Cameron: ‘Real choice’ is coming on Europe
David Cameron has further hyped his upcoming speech on EU policy, with a promise to voters that they would soon be given "real choice" on Europe.
The much-promoted speech, due to be made later this month, is expected to see the prime minister outline plans to repatriate powers from the EU and probably offer a referendum on the final agreement.
"It will demonstrate very clearly that it is the Conservative party at the next election that will be offering people a real change in terms of Europe and a real choice about that change," he told BBC Radio 5 Live.
The prime minister said he would be "tough" but that Britain should still stay inside the EU.
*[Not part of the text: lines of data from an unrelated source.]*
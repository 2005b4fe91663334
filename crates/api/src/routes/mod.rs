pub mod admin;
pub mod alert;
pub mod checkin;
pub mod device_token;
pub mod feed;
pub mod health;

use axum::Router;

use crate::state::AppState;

/// Build the `/api/v1` route tree.
///
/// Route hierarchy:
///
/// ```text
/// /checkins                                    submit today's check-in (player)
///
/// /users/{id}/device-tokens                    register push token (self or admin)
///
/// /alerts                                      list alerts in the caller's scope
/// /alerts/{id}/acknowledge                     acknowledge (staff scope)
/// /alerts/{id}/resolve                         resolve (staff scope)
///
/// /teams/{id}/summaries                        recent weekly summaries
/// /teams/{id}/summaries/{week_key}             one week's summary
/// /teams/{id}/staff-updates                    staff insight feed
/// /clubs/{id}/updates                          club insight feed
/// /me/updates                                  caller's personal insight feed
///
/// /admin/jobs/nightly-analysis/run             trigger the analysis (admin)
/// /admin/jobs/locks                            inspect job locks (admin)
/// /admin/cleanup/alerts                        purge alerts (admin, non-prod)
/// /admin/cleanup/updates                       purge update feeds (admin, non-prod)
/// ```
pub fn api_routes() -> Router<AppState> {
    Router::new()
        // Daily wellness check-ins.
        .nest("/checkins", checkin::router())
        // Push registration tokens, nested under the user resource.
        .nest("/users", device_token::router())
        // Wellbeing alerts and their workflow.
        .nest("/alerts", alert::router())
        // Generated summaries and insight feeds.
        .nest("/teams", feed::team_router())
        .nest("/clubs", feed::club_router())
        .nest("/me", feed::me_router())
        // Admin tooling: job trigger, lock inspection, cleanup.
        .nest("/admin", admin::router())
}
"I don't think it's right to aim for a status like Norway or Switzerland where basically you have to obey all the rules of the single market but you don't have a say over what they are," he said.
Cameron is faced with a seemingly-impossible balancing act on the EU which the keynote speech will try to resolve.
On the one hand he must satisfy his increasingly raucous Tory backbenchers, who want to seize the opportunity of the eurozone crisis to pull out of the European project altogether.
But Cameron also faces opposition from his coalition partner Nick Clegg, who called repatriation a "false promise wrapped in a Union Jack", and EU figures themselves, who have warned that power negotiations could cause the EU to unravel.